Canadian world music group

Ayrad (pronounced “hi-e-rad”) is a Canadian world music group from Montreal, who play a modern spin on traditional Moroccan music. Led by vocalist Hamza Abouabdelmajid, band members include Annick Beauvais on oboe, bass and reita; Gabriel Brochu-Lajoie on bass and double bass; Anit Ghosh on violin; Kattam Laraki-Côté on percussion; and Sylvain Plante on drums.

==History==
Ayrad was organized in 2008 by Hamza Abouabdelmajid, who moved to Canada from Morocco in 2005. In July 2013, Ayrad was featured on the CBC Radio program Cinq à Six.

The band's debut album, Ayrad, which was released in 2014, was a nominee for World Music Album of the Year at the Juno Awards of 2015, and a nominee for a Félix Award at ADISQ 2015. That year, the album was also nominated for a GAMIQ Award for Best Roots Album in Quebec and was nominated for a Canadian Folk Music Award.
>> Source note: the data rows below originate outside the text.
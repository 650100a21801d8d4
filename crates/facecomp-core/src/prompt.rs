//! Prompt assembly, the gender hint and local auto-prompt generation.

use crate::parser::{labels, LabelMap, HAIR_LABELS};
use image::RgbImage;

pub const NEGATIVE_PROMPT: &str = "bad quality, blurry, distorted, deformed, ugly, bad anatomy, \
wrong face, disfigured, mutation, low resolution, pixelated, \
artifacts, watermark, multiple faces, cropped face, \
side view, profile, looking away, tilted head";

/// Used when the source cannot be described.
pub const DEFAULT_GENERATED_PROMPT: &str = "young adult, neutral skin tone, natural features, soft facial structure";

const WOMAN_HAIR_COVERAGE: f32 = 0.15;
const AMBIGUOUS_HAIR_COVERAGE: f32 = 0.08;
const SHORT_HAIR_COVERAGE: f32 = 0.01;
/// Skin pixels needed before a tone is reported.
const MIN_SKIN_PIXELS: usize = 16;

const SKIN_TONES: [(f32, &str); 6] = [
    (200.0, "fair skin"),
    (170.0, "light skin"),
    (140.0, "medium skin tone"),
    (110.0, "olive skin"),
    (80.0, "tan skin"),
    (0.0, "dark skin"),
];

/// Rough hint derived from how much of the source image is hair.
#[derive(Debug, Clone, Copy, PartialEq, Eq)]
pub enum GenderHint {
    Woman,
    Ambiguous,
    Man,
}

impl GenderHint {
    /// `coverage` is the hair fraction of the source image, in [0, 1].
    pub fn from_hair_coverage(coverage: f32) -> Self {
        if coverage > WOMAN_HAIR_COVERAGE {
            GenderHint::Woman
        } else if coverage > AMBIGUOUS_HAIR_COVERAGE {
            GenderHint::Ambiguous
        } else {
            GenderHint::Man
        }
    }

    pub fn prefix(&self) -> &'static str {
        match self {
            GenderHint::Woman => "woman, ",
            GenderHint::Ambiguous => "",
            GenderHint::Man => "man, ",
        }
    }
}

/// The full ID-photo prompt around the user's text.
pub fn build_prompt(hint: Option<GenderHint>, user_prompt: &str) -> String {
    format!(
        "professional ID photo, passport style photograph, {}neutral background, studio lighting, \
front-facing portrait, sharp focus, high quality, even lighting, formal photograph, {}",
        hint.map(|h| h.prefix()).unwrap_or(""),
        user_prompt
    )
}

/// Describes a source face as prompt text.
pub trait PromptGenerator {
    fn generate(&mut self, face: &RgbImage, map: Option<&LabelMap>) -> String;
}

/// Describes skin tone and hair from the face parse; no network, no model.
#[derive(Debug, Default, Clone, Copy)]
pub struct SegmentationPrompter;

impl PromptGenerator for SegmentationPrompter {
    fn generate(&mut self, face: &RgbImage, map: Option<&LabelMap>) -> String {
        let Some(map) = map else {
            return DEFAULT_GENERATED_PROMPT.to_string();
        };
        let map = map.resized(face.width(), face.height());

        let skin = mean_luminance(face, &map, labels::SKIN);
        let tone = skin.map(skin_tone).unwrap_or("neutral skin tone");

        let mut parts = vec!["young adult".to_string(), tone.to_string()];
        let coverage = map.coverage(HAIR_LABELS);
        if coverage > SHORT_HAIR_COVERAGE {
            let length = if coverage > WOMAN_HAIR_COVERAGE {
                "long"
            } else if coverage > AMBIGUOUS_HAIR_COVERAGE {
                "medium-length"
            } else {
                "short"
            };
            let colour = mean_luminance(face, &map, labels::HAIR).map(hair_colour).unwrap_or("dark");
            parts.push(format!("{length} {colour} hair"));
        }
        parts.push("natural features".into());
        parts.push("soft facial structure".into());
        parts.join(", ")
    }
}

fn mean_luminance(image: &RgbImage, map: &LabelMap, label: u8) -> Option<f32> {
    let (sum, n) = image
        .enumerate_pixels()
        .filter(|(x, y, _)| map.label_at(*x, *y) == label)
        .fold((0.0f32, 0usize), |(s, n), (_, _, p)| {
            (s + 0.299 * p[0] as f32 + 0.587 * p[1] as f32 + 0.114 * p[2] as f32, n + 1)
        });
    (n >= MIN_SKIN_PIXELS).then(|| sum / n as f32)
}

fn skin_tone(luma: f32) -> &'static str {
    SKIN_TONES
        .iter()
        .find(|(min, _)| luma > *min)
        .map(|(_, name)| *name)
        .unwrap_or("dark skin")
}

fn hair_colour(luma: f32) -> &'static str {
    match luma {
        l if l < 60.0 => "black",
        l if l < 110.0 => "dark brown",
        l if l < 160.0 => "brown",
        _ => "light",
    }
}

#[cfg(test)]
mod tests {
    use super::*;
    use crate::testing;
    use image::Rgb;

    #[test]
    fn test_gender_thresholds() {
        assert_eq!(GenderHint::from_hair_coverage(0.20), GenderHint::Woman);
        assert_eq!(GenderHint::from_hair_coverage(0.15), GenderHint::Ambiguous);
        assert_eq!(GenderHint::from_hair_coverage(0.10), GenderHint::Ambiguous);
        assert_eq!(GenderHint::from_hair_coverage(0.08), GenderHint::Man);
        assert_eq!(GenderHint::from_hair_coverage(0.0), GenderHint::Man);
    }

    #[test]
    fn test_build_prompt() {
        let p = build_prompt(Some(GenderHint::Woman), "smiling");
        assert!(p.starts_with("professional ID photo, passport style photograph, woman, neutral background"));
        assert!(p.ends_with("formal photograph, smiling"));
        let p = build_prompt(Some(GenderHint::Ambiguous), "x");
        assert!(p.contains("photograph, neutral background"));
        assert_eq!(build_prompt(None, "x"), build_prompt(Some(GenderHint::Ambiguous), "x"));
    }

    #[test]
    fn test_default_without_parse() {
        let mut g = SegmentationPrompter;
        assert_eq!(g.generate(&RgbImage::new(4, 4), None), DEFAULT_GENERATED_PROMPT);
    }

    #[test]
    fn test_describes_skin_and_hair() {
        let face = RgbImage::from_fn(128, 128, |_, y| {
            if y < 48 {
                Rgb([30, 25, 20])
            } else {
                Rgb([230, 210, 200])
            }
        });
        let map = testing::parse_fixture(128, 128);
        let text = SegmentationPrompter.generate(&face, Some(&map));
        assert!(text.starts_with("young adult, fair skin, "), "{text}");
        assert!(text.contains("black hair"), "{text}");
        assert!(text.ends_with("natural features, soft facial structure"));
    }

    #[test]
    fn test_skin_buckets() {
        assert_eq!(skin_tone(220.0), "fair skin");
        assert_eq!(skin_tone(150.0), "medium skin tone");
        assert_eq!(skin_tone(50.0), "dark skin");
    }
}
In 2018, the band released their second album, Zoubida which was nominated for World Music Album of the Year at the Juno Awards of 2019. At the 2020 Canadian Folk Music Awards, the band was awarded World Group of the Year.

In 2018 Ayrad performed in North Vancouver as part of the North Shore Jazz Series, and performed at Montreal's Festival International Nuits d'Afrique. Ayrad was the first performer named for the 2020 Festival International de Louisiane, but the festival was canceled due to the pandemic.